TASK INSTRUCTIONS: Leaving nothing out, set down all the data exactly.

═════ DATA TO PROCESS ═════

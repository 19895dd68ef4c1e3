// Physical input simulation.
use crate::errors::{PilotError, PilotResult};

/// Backend-neutral key names the model may use in `hotkey`.
#[derive(Debug, Clone, Copy, PartialEq, Eq)]
pub enum KeyName {
    Control,
    Shift,
    Alt,
    Meta,
    Return,
    Tab,
    Escape,
    Backspace,
    Delete,
    Space,
    Up,
    Down,
    Left,
    Right,
    Home,
    End,
    PageUp,
    PageDown,
    CapsLock,
    F(u8),
    Char(char),
}

/// Resolve a key name as models write it (`"ctrl"`, `"win"`, `"enter"`, `"f5"`, `"c"`).
pub fn parse_key(name: &str) -> PilotResult<KeyName> {
    let lower = name.trim().to_ascii_lowercase();
    let key = match lower.as_str() {
        "ctrl" | "control" | "ctrlleft" | "ctrlright" => KeyName::Control,
        "shift" | "shiftleft" | "shiftright" => KeyName::Shift,
        "alt" | "altleft" | "altright" | "option" => KeyName::Alt,
        "win" | "winleft" | "winright" | "windows" | "super" | "meta" | "cmd" | "command" => {
            KeyName::Meta
        }
        "enter" | "return" => KeyName::Return,
        "tab" => KeyName::Tab,
        "esc" | "escape" => KeyName::Escape,
        "backspace" => KeyName::Backspace,
        "del" | "delete" => KeyName::Delete,
        "space" | "spacebar" => KeyName::Space,
        "up" => KeyName::Up,
        "down" => KeyName::Down,
        "left" => KeyName::Left,
        "right" => KeyName::Right,
        "home" => KeyName::Home,
        "end" => KeyName::End,
        "pageup" | "pgup" => KeyName::PageUp,
        "pagedown" | "pgdn" => KeyName::PageDown,
        "capslock" => KeyName::CapsLock,
        other => {
            if let Some(n) = other.strip_prefix('f').and_then(|n| n.parse::<u8>().ok()) {
                if (1..=12).contains(&n) {
                    return Ok(KeyName::F(n));
                }
            }
            let mut chars = name.trim().chars();
            match (chars.next(), chars.next()) {
                (Some(c), None) => KeyName::Char(c.to_ascii_lowercase()),
                _ => return Err(PilotError::Executor(format!("Unknown key: {name}"))),
            }
        }
    };
    Ok(key)
}

#[cfg(feature = "desktop")]
pub use desktop::EnigoInput;

#[cfg(feature = "desktop")]
mod desktop {
    use std::time::Duration;

    use enigo::{Axis, Button, Coordinate, Direction, Enigo, Key, Keyboard, Mouse, Settings};

    use super::{parse_key, KeyName};
    use crate::agent_engine::state::MouseButton;
    use crate::errors::{PilotError, PilotResult};
    use crate::executor::text_input::{typing_mode, TypingMode};
    use crate::executor::traits::InputBackend;
    use crate::perception::types::ScreenSize;

    /// Keyboard and mouse through `enigo`. A fresh connection is opened per
    /// primitive so the backend stays `Send + Sync`.
    #[derive(Debug, Default)]
    pub struct EnigoInput;

    impl EnigoInput {
        pub fn new() -> Self {
            Self
        }
    }

    fn connect() -> PilotResult<Enigo> {
        Enigo::new(&Settings::default())
            .map_err(|e| PilotError::Executor(format!("input connection: {e}")))
    }

    fn input_err(e: impl std::fmt::Display) -> PilotError {
        PilotError::Executor(e.to_string())
    }

    fn to_enigo(key: KeyName) -> Key {
        match key {
            KeyName::Control => Key::Control,
            KeyName::Shift => Key::Shift,
            KeyName::Alt => Key::Alt,
            KeyName::Meta => Key::Meta,
            KeyName::Return => Key::Return,
            KeyName::Tab => Key::Tab,
            KeyName::Escape => Key::Escape,
            KeyName::Backspace => Key::Backspace,
            KeyName::Delete => Key::Delete,
            KeyName::Space => Key::Space,
            KeyName::Up => Key::UpArrow,
            KeyName::Down => Key::DownArrow,
            KeyName::Left => Key::LeftArrow,
            KeyName::Right => Key::RightArrow,
            KeyName::Home => Key::Home,
            KeyName::End => Key::End,
            KeyName::PageUp => Key::PageUp,
            KeyName::PageDown => Key::PageDown,
            KeyName::CapsLock => Key::CapsLock,
            KeyName::F(n) => match n {
                1 => Key::F1,
                2 => Key::F2,
                3 => Key::F3,
                4 => Key::F4,
                5 => Key::F5,
                6 => Key::F6,
                7 => Key::F7,
                8 => Key::F8,
                9 => Key::F9,
                10 => Key::F10,
                11 => Key::F11,
                _ => Key::F12,
            },
            KeyName::Char(c) => Key::Unicode(c),
        }
    }

    fn to_button(button: MouseButton) -> Button {
        match button {
            MouseButton::Left => Button::Left,
            MouseButton::Right => Button::Right,
            MouseButton::Middle => Button::Middle,
        }
    }

    impl InputBackend for EnigoInput {
        fn screen_size(&self) -> PilotResult<ScreenSize> {
            let (w, h) = connect()?.main_display().map_err(input_err)?;
            Ok(ScreenSize::new(w.max(0) as u32, h.max(0) as u32))
        }

        fn cursor_position(&self) -> PilotResult<(i32, i32)> {
            connect()?.location().map_err(input_err)
        }

        fn move_to(&self, x: i32, y: i32) -> PilotResult<()> {
            connect()?.move_mouse(x, y, Coordinate::Abs).map_err(input_err)
        }

        fn click(&self, x: i32, y: i32, button: MouseButton, clicks: u32) -> PilotResult<()> {
            let mut enigo = connect()?;
            enigo.move_mouse(x, y, Coordinate::Abs).map_err(input_err)?;
            for _ in 0..clicks.max(1) {
                enigo.button(to_button(button), Direction::Click).map_err(input_err)?;
            }
            Ok(())
        }

        fn type_text(&self, text: &str, interval: Duration) -> PilotResult<()> {
            let mut enigo = connect()?;
            match typing_mode(text, interval) {
                TypingMode::Bulk => enigo.text(text).map_err(input_err),
                TypingMode::PerChar => {
                    let mut buf = [0u8; 4];
                    for c in text.chars() {
                        enigo.text(c.encode_utf8(&mut buf)).map_err(input_err)?;
                        std::thread::sleep(interval);
                    }
                    Ok(())
                }
            }
        }

        fn hotkey(&self, keys: &[String]) -> PilotResult<()> {
            let resolved = keys
                .iter()
                .map(|k| parse_key(k).map(to_enigo))
                .collect::<PilotResult<Vec<_>>>()?;
            let mut enigo = connect()?;
            let mut pressed = Vec::with_capacity(resolved.len());
            let mut outcome = Ok(());
            for key in &resolved {
                if let Err(e) = enigo.key(*key, Direction::Press) {
                    outcome = Err(input_err(e));
                    break;
                }
                pressed.push(*key);
            }
            for key in pressed.iter().rev() {
                if let Err(e) = enigo.key(*key, Direction::Release) {
                    tracing::warn!(error = %e, "key release failed");
                }
            }
            outcome
        }

        fn scroll(&self, amount: i32, at: Option<(i32, i32)>) -> PilotResult<()> {
            let mut enigo = connect()?;
            if let Some((x, y)) = at {
                enigo.move_mouse(x, y, Coordinate::Abs).map_err(input_err)?;
            }
            // enigo scrolls down for positive lengths.
            enigo.scroll(-amount, Axis::Vertical).map_err(input_err)
        }
    }
}

#[cfg(test)]
mod tests {
    use super::*;

    #[test]
    fn test_common_key_names() {
        assert_eq!(parse_key("ctrl").unwrap(), KeyName::Control);
        assert_eq!(parse_key("Win").unwrap(), KeyName::Meta);
        assert_eq!(parse_key("enter").unwrap(), KeyName::Return);
        assert_eq!(parse_key("esc").unwrap(), KeyName::Escape);
        assert_eq!(parse_key("f5").unwrap(), KeyName::F(5));
        assert_eq!(parse_key("R").unwrap(), KeyName::Char('r'));
        assert_eq!(parse_key("1").unwrap(), KeyName::Char('1'));
    }

    #[test]
    fn test_unknown_key_is_an_error() {
        assert!(parse_key("hyper").is_err());
        assert!(parse_key("f13").is_err());
        assert!(parse_key("").is_err());
    }
}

═════

EXPECTED OUTPUT:
repository 19895dd68ef4c1e3
// Physical input simulation.
use crate::errors::{PilotError, PilotResult};

/// Backend-neutral key names the model may use in `hotkey`.
#[derive(Debug, Clone, Copy, PartialEq, Eq)]
pub enum KeyName {
    Control,
    Shift,
    Alt,
    Meta,
    Return,
    Tab,
    Escape,
    Backspace,
    Delete,
    Space,
    Up,
    Down,
    Left,
    Right,
    Home,
    End,
    PageUp,
    PageDown,
    CapsLock,
    F(u8),
    Char(char),
}

/// Resolve a key name as models write it (`"ctrl"`, `"win"`, `"enter"`, `"f5"`, `"c"`).
pub fn parse_key(name: &str) -> PilotResult<KeyName> {
    let lower = name.trim().to_ascii_lowercase();
    let key = match lower.as_str() {
        "ctrl" | "control" | "ctrlleft" | "ctrlright" => KeyName::Control,
        "shift" | "shiftleft" | "shiftright" => KeyName::Shift,
        "alt" | "altleft" | "altright" | "option" => KeyName::Alt,
        "win" | "winleft" | "winright" | "windows" | "super" | "meta" | "cmd" | "command" => {
            KeyName::Meta
        }
        "enter" | "return" => KeyName::Return,
        "tab" => KeyName::Tab,
        "esc" | "escape" => KeyName::Escape,
        "backspace" => KeyName::Backspace,
        "del" | "delete" => KeyName::Delete,
        "space" | "spacebar" => KeyName::Space,
        "up" => KeyName::Up,
        "down" => KeyName::Down,
        "left" => KeyName::Left,
        "right" => KeyName::Right,
        "home" => KeyName::Home,
        "end" => KeyName::End,
        "pageup" | "pgup" => KeyName::PageUp,
        "pagedown" | "pgdn" => KeyName::PageDown,
        "capslock" => KeyName::CapsLock,
        other => {
            if let Some(n) = other.strip_prefix('f').and_then(|n| n.parse::<u8>().ok()) {
                if (1..=12).contains(&n) {
                    return Ok(KeyName::F(n));
                }
            }
            let mut chars = name.trim().chars();
            match (chars.next(), chars.next()) {
                (Some(c), None) => KeyName::Char(c.to_ascii_lowercase()),
                _ => return Err(PilotError::Executor(format!("Unknown key: {name}"))),
            }
        }
    };
    Ok(key)
}

#[cfg(feature = "desktop")]
pub use desktop::EnigoInput;

#[cfg(feature = "desktop")]
mod desktop {
    use std::time::Duration;

    use enigo::{Axis, Button, Coordinate, Direction, Enigo, Key, Keyboard, Mouse, Settings};

    use super::{parse_key, KeyName};
    use crate::agent_engine::state::MouseButton;
    use crate::errors::{PilotError, PilotResult};
    use crate::executor::text_input::{typing_mode, TypingMode};
    use crate::executor::traits::InputBackend;
    use crate::perception::types::ScreenSize;

    /// Keyboard and mouse through `enigo`. A fresh connection is opened per
    /// primitive so the backend stays `Send + Sync`.
    #[derive(Debug, Default)]
    pub struct EnigoInput;

    impl EnigoInput {
        pub fn new() -> Self {
            Self
        }
    }

    fn connect() -> PilotResult<Enigo> {
        Enigo::new(&Settings::default())
            .map_err(|e| PilotError::Executor(format!("input connection: {e}")))
    }

    fn input_err(e: impl std::fmt::Display) -> PilotError {
        PilotError::Executor(e.to_string())
    }

    fn to_enigo(key: KeyName) -> Key {
        match key {
            KeyName::Control => Key::Control,
            KeyName::Shift => Key::Shift,
            KeyName::Alt => Key::Alt,
            KeyName::Meta => Key::Meta,
            KeyName::Return => Key::Return,
            KeyName::Tab => Key::Tab,
            KeyName::Escape => Key::Escape,
            KeyName::Backspace => Key::Backspace,
            KeyName::Delete => Key::Delete,
            KeyName::Space => Key::Space,
            KeyName::Up => Key::UpArrow,
            KeyName::Down => Key::DownArrow,
            KeyName::Left => Key::LeftArrow,
            KeyName::Right => Key::RightArrow,
            KeyName::Home => Key::Home,
            KeyName::End => Key::End,
            KeyName::PageUp => Key::PageUp,
            KeyName::PageDown => Key::PageDown,
            KeyName::CapsLock => Key::CapsLock,
            KeyName::F(n) => match n {
                1 => Key::F1,
                2 => Key::F2,
                3 => Key::F3,
                4 => Key::F4,
                5 => Key::F5,
                6 => Key::F6,
                7 => Key::F7,
                8 => Key::F8,
                9 => Key::F9,
                10 => Key::F10,
                11 => Key::F11,
                _ => Key::F12,
            },
            KeyName::Char(c) => Key::Unicode(c),
        }
    }

    fn to_button(button: MouseButton) -> Button {
        match button {
            MouseButton::Left => Button::Left,
            MouseButton::Right => Button::Right,
            MouseButton::Middle => Button::Middle,
        }
    }

    impl InputBackend for EnigoInput {
        fn screen_size(&self) -> PilotResult<ScreenSize> {
            let (w, h) = connect()?.main_display().map_err(input_err)?;
            Ok(ScreenSize::new(w.max(0) as u32, h.max(0) as u32))
        }

        fn cursor_position(&self) -> PilotResult<(i32, i32)> {
            connect()?.location().map_err(input_err)
        }

        fn move_to(&self, x: i32, y: i32) -> PilotResult<()> {
            connect()?.move_mouse(x, y, Coordinate::Abs).map_err(input_err)
        }

        fn click(&self, x: i32, y: i32, button: MouseButton, clicks: u32) -> PilotResult<()> {
            let mut enigo = connect()?;
            enigo.move_mouse(x, y, Coordinate::Abs).map_err(input_err)?;
            for _ in 0..clicks.max(1) {
                enigo.button(to_button(button), Direction::Click).map_err(input_err)?;
            }
            Ok(())
        }

        fn type_text(&self, text: &str, interval: Duration) -> PilotResult<()> {
            let mut enigo = connect()?;
            match typing_mode(text, interval) {
                TypingMode::Bulk => enigo.text(text).map_err(input_err),
                TypingMode::PerChar => {
                    let mut buf = [0u8; 4];
                    for c in text.chars() {
                        enigo.text(c.encode_utf8(&mut buf)).map_err(input_err)?;
                        std::thread::sleep(interval);
                    }
                    Ok(())
                }
            }
        }

        fn hotkey(&self, keys: &[String]) -> PilotResult<()> {
            let resolved = keys
                .iter()
                .map(|k| parse_key(k).map(to_enigo))
                .collect::<PilotResult<Vec<_>>>()?;
            let mut enigo = connect()?;
            let mut pressed = Vec::with_capacity(resolved.len());
            let mut outcome = Ok(());
            for key in &resolved {
                if let Err(e) = enigo.key(*key, Direction::Press) {
                    outcome = Err(input_err(e));
                    break;
                }
                pressed.push(*key);
            }
            for key in pressed.iter().rev() {
                if let Err(e) = enigo.key(*key, Direction::Release) {
                    tracing::warn!(error = %e, "key release failed");
                }
            }
            outcome
        }

        fn scroll(&self, amount: i32, at: Option<(i32, i32)>) -> PilotResult<()> {
            let mut enigo = connect()?;
            if let Some((x, y)) = at {
                enigo.move_mouse(x, y, Coordinate::Abs).map_err(input_err)?;
            }
            // enigo scrolls down for positive lengths.
            enigo.scroll(-amount, Axis::Vertical).map_err(input_err)
        }
    }
}

#[cfg(test)]
mod tests {
    use super::*;

    #[test]
    fn test_common_key_names() {
        assert_eq!(parse_key("ctrl").unwrap(), KeyName::Control);
        assert_eq!(parse_key("Win").unwrap(), KeyName::Meta);
        assert_eq!(parse_key("enter").unwrap(), KeyName::Return);
        assert_eq!(parse_key("esc").unwrap(), KeyName::Escape);
        assert_eq!(parse_key("f5").unwrap(), KeyName::F(5));
        assert_eq!(parse_key("R").unwrap(), KeyName::Char('r'));
        assert_eq!(parse_key("1").unwrap(), KeyName::Char('1'));
    }

    #[test]
    fn test_unknown_key_is_an_error() {
        assert!(parse_key("hyper").is_err());
        assert!(parse_key("f13").is_err());
        assert!(parse_key("").is_err());
    }
}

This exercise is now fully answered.